Sprint Nextel, the nation’s third-largest wireless carrier, believes it will be at an even greater disadvantage if Cingular does not have to compete nationwide for special-access services. Foosaner argued that, if the FCC approves the merger, it should impose specific conditions on the issue.
“If it approves the proposed combination the FCC must adopt remedial measures to ensure that competitive local exchange carriers and CMRS providers obtain access to reasonably priced special-access services they need in order to compete with the merged company,” said Foosaner.
Imposing merger conditions related to special access would not be unique. The FCC instituted a similar condition in the recently completed merger of SBC Communications Inc. and AT&T Corp.—but the combination of AT&T and BellSouth would be even more harmful, said Foosaner.
“The merger of AT&T and BellSouth will result in even greater harms than those that led the FCC to adopt conditions as part of the SBC-AT&T merger,” he said. “The commission found it necessary to ensure the merged company would not be able to raise rivals’ costs by increasing the rates for special-access services not only to specific buildings in SBC’s territories, but on a metropolitan service area-wide basis as well.”
Sprint Nextel was not the only company to voice its concern over the proposed transaction. A group of competing carriers argued the tie-up would amount to a monopoly.
"The time has now come when the FCC must ask itself, 'Are we going too far this time?' This merger will do nothing to bring more competition and choices for consumers and businesses. It will concentrate even more market power in the new AT&T, which is quickly reassembling the old Bell System. The FCC needs to say that enough is enough, and stop the incessant effort of AT&T to reestablish its nationwide wireline monopoly by using monopoly profits to gobble-up its competitors, rather than by competing for customer loyalty through innovation and service." said Heather Gold, senior vice president of government relations at XO Communications.
Cbeyond Communications, Grande Communications, NuVox Communications, Supra Telecom, Talk America, and Xspedius Communications joined XO’s arguments.
In other comments filed on the merger, consumer groups said the combined company should be required to sell either Cingular or its spectrum in the 2.3 GHz and 2.5 GHz band.
Consumers Union, Consumer Federation of America, Free Press and U.S. Public Interest Research Group told the FCC they prefer an outright rejection—or in lieu of that a divestiture of the company’s wireless assets.
“Congress and federal regulators need to look carefully at the lifeless ‘competition’ their flawed policies have created and reject this merger,” said Gene Kimmelman, vice president for federal and international affairs for Consumers Union. “The government has been deceived before by promises that somehow more concentration would produce more choices and competition, when the result has been just the opposite.
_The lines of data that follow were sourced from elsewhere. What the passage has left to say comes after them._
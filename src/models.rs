// Copyright (c) 2025 Soumyadip Sarkar.
// All rights reserved.
//
// This source code is licensed under the license found in the
// LICENSE file in the root directory of this source tree.

use std::fmt;
use std::str::FromStr;
use std::time::Duration;

use chrono::{DateTime, Local, NaiveDate};
use rust_decimal::Decimal;
use serde::{Deserialize, Serialize};

use crate::error::Error;

#[derive(Debug, Clone, Copy, PartialEq, Eq, Serialize, Deserialize)]
pub struct StreakHistoryEntry {
    pub days: u32,
    pub ended_on: NaiveDate,
}

/// Celebration signal emitted by a successful day.
#[derive(Debug, Clone, Copy, PartialEq, Eq, Serialize)]
pub struct Milestone {
    pub days: u32,
    pub major: bool,
}

impl Milestone {
    pub fn display_for(&self) -> Duration {
        if self.major {
            Duration::from_secs(5)
        } else {
            Duration::from_secs(3)
        }
    }
}

#[derive(Debug, Clone, Copy, PartialEq, Eq, Serialize, Deserialize)]
#[serde(rename_all = "lowercase")]
pub enum Mood {
    Great,
    Good,
    Okay,
    Difficult,
    Struggling,
}

impl Mood {
    pub const ALL: [Mood; 5] = [
        Mood::Great,
        Mood::Good,
        Mood::Okay,
        Mood::Difficult,
        Mood::Struggling,
    ];

    pub fn as_str(&self) -> &'static str {
        match self {
            Mood::Great => "great",
            Mood::Good => "good",
            Mood::Okay => "okay",
            Mood::Difficult => "difficult",
            Mood::Struggling => "struggling",
        }
    }

    pub fn emoji(&self) -> &'static str {
        match self {
            Mood::Great => "😁",
            Mood::Good => "🙂",
            Mood::Okay => "😐",
            Mood::Difficult => "😕",
            Mood::Struggling => "😣",
        }
    }
}

impl fmt::Display for Mood {
    fn fmt(&self, f: &mut fmt::Formatter<'_>) -> fmt::Result {
        f.write_str(self.as_str())
    }
}

impl FromStr for Mood {
    type Err = Error;

    fn from_str(s: &str) -> Result<Self, Self::Err> {
        let needle = s.trim().to_lowercase();
        Mood::ALL
            .into_iter()
            .find(|m| m.as_str() == needle)
            .ok_or_else(|| Error::InvalidMood(s.trim().to_string()))
    }
}

/// How hard it was to stay off the vape, 1 (easy) to 5 (extremely difficult).
#[derive(Debug, Clone, Copy, PartialEq, Eq, PartialOrd, Ord, Serialize, Deserialize)]
#[serde(try_from = "u8", into = "u8")]
pub struct Difficulty(u8);

impl Difficulty {
    pub fn new(level: u8) -> Result<Self, Error> {
        if (1..=5).contains(&level) {
            Ok(Self(level))
        } else {
            Err(Error::InvalidDifficulty(level.to_string()))
        }
    }

    pub fn level(&self) -> u8 {
        self.0
    }
}

impl TryFrom<u8> for Difficulty {
    type Error = Error;

    fn try_from(v: u8) -> Result<Self, Self::Error> {
        Difficulty::new(v)
    }
}

impl From<Difficulty> for u8 {
    fn from(d: Difficulty) -> u8 {
        d.0
    }
}

impl FromStr for Difficulty {
    type Err = Error;

    fn from_str(s: &str) -> Result<Self, Self::Err> {
        let t = s.trim();
        t.parse::<u8>()
            .map_err(|_| Error::InvalidDifficulty(t.to_string()))
            .and_then(Difficulty::new)
    }
}

impl fmt::Display for Difficulty {
    fn fmt(&self, f: &mut fmt::Formatter<'_>) -> fmt::Result {
        write!(f, "{}", self.0)
    }
}

#[derive(Debug, Clone, PartialEq, Eq, Serialize, Deserialize)]
pub struct JournalEntry {
    pub id: u64,
    pub date: DateTime<Local>,
    pub mood: Mood,
    pub difficulty: Difficulty,
    pub helped_today: String,
    pub additional_thoughts: String,
    pub shared: bool,
}

impl JournalEntry {
    pub fn title(&self) -> String {
        format!("{} - {} day", self.date.format("%Y-%m-%d"), self.mood)
    }
}

#[derive(Debug, Clone, PartialEq, Eq, Serialize, Deserialize)]
pub struct JournalDraft {
    pub mood: Option<Mood>,
    pub difficulty: Option<Difficulty>,
    pub helped_today: String,
    pub additional_thoughts: String,
    pub shared: bool,
}

impl Default for JournalDraft {
    fn default() -> Self {
        Self {
            mood: None,
            difficulty: None,
            helped_today: String::new(),
            additional_thoughts: String::new(),
            shared: true,
        }
    }
}

impl JournalDraft {
    pub fn is_complete(&self) -> bool {
        self.mood.is_some() && self.difficulty.is_some()
    }
}

#[derive(Debug, Clone, PartialEq, Eq, Serialize, Deserialize)]
pub struct Invitation {
    pub name: String,
    pub email: String,
    pub sent_at: DateTime<Local>,
}

#[derive(Debug, Clone, PartialEq, Eq, Serialize, Deserialize)]
pub struct Settings {
    pub daily_cost: Decimal,
    pub currency: String,
}

impl Default for Settings {
    fn default() -> Self {
        Self {
            daily_cost: Decimal::new(50, 2),
            currency: "USD".to_string(),
        }
    }
}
It shouldn’t be fooled again.”
Selling Cingular would create more opportunities for competition between wireless and wireline, said Kimmelman, adding that selling the wireless broadband assets in the 2.3 GHz and 2.5 GHz band would enhance prospects for a national wireless broadband competitor to the cable TV-landline telephone broadband duopoly.
With Republican Robert McDowell sworn in as the newest FCC commissioner, giving FCC Chairman Kevin Martin a GOP majority, it is unclear whether consumer groups and others will have success trying to attach conditions to the proposed AT&T-BellSouth merger. Democrats have been more prone than Republicans to impose conditions and/or seek concessions as prerequisites for telecom-merger approvals. At the same time, McDowell once lobbied for competitors to Bell telephone companies.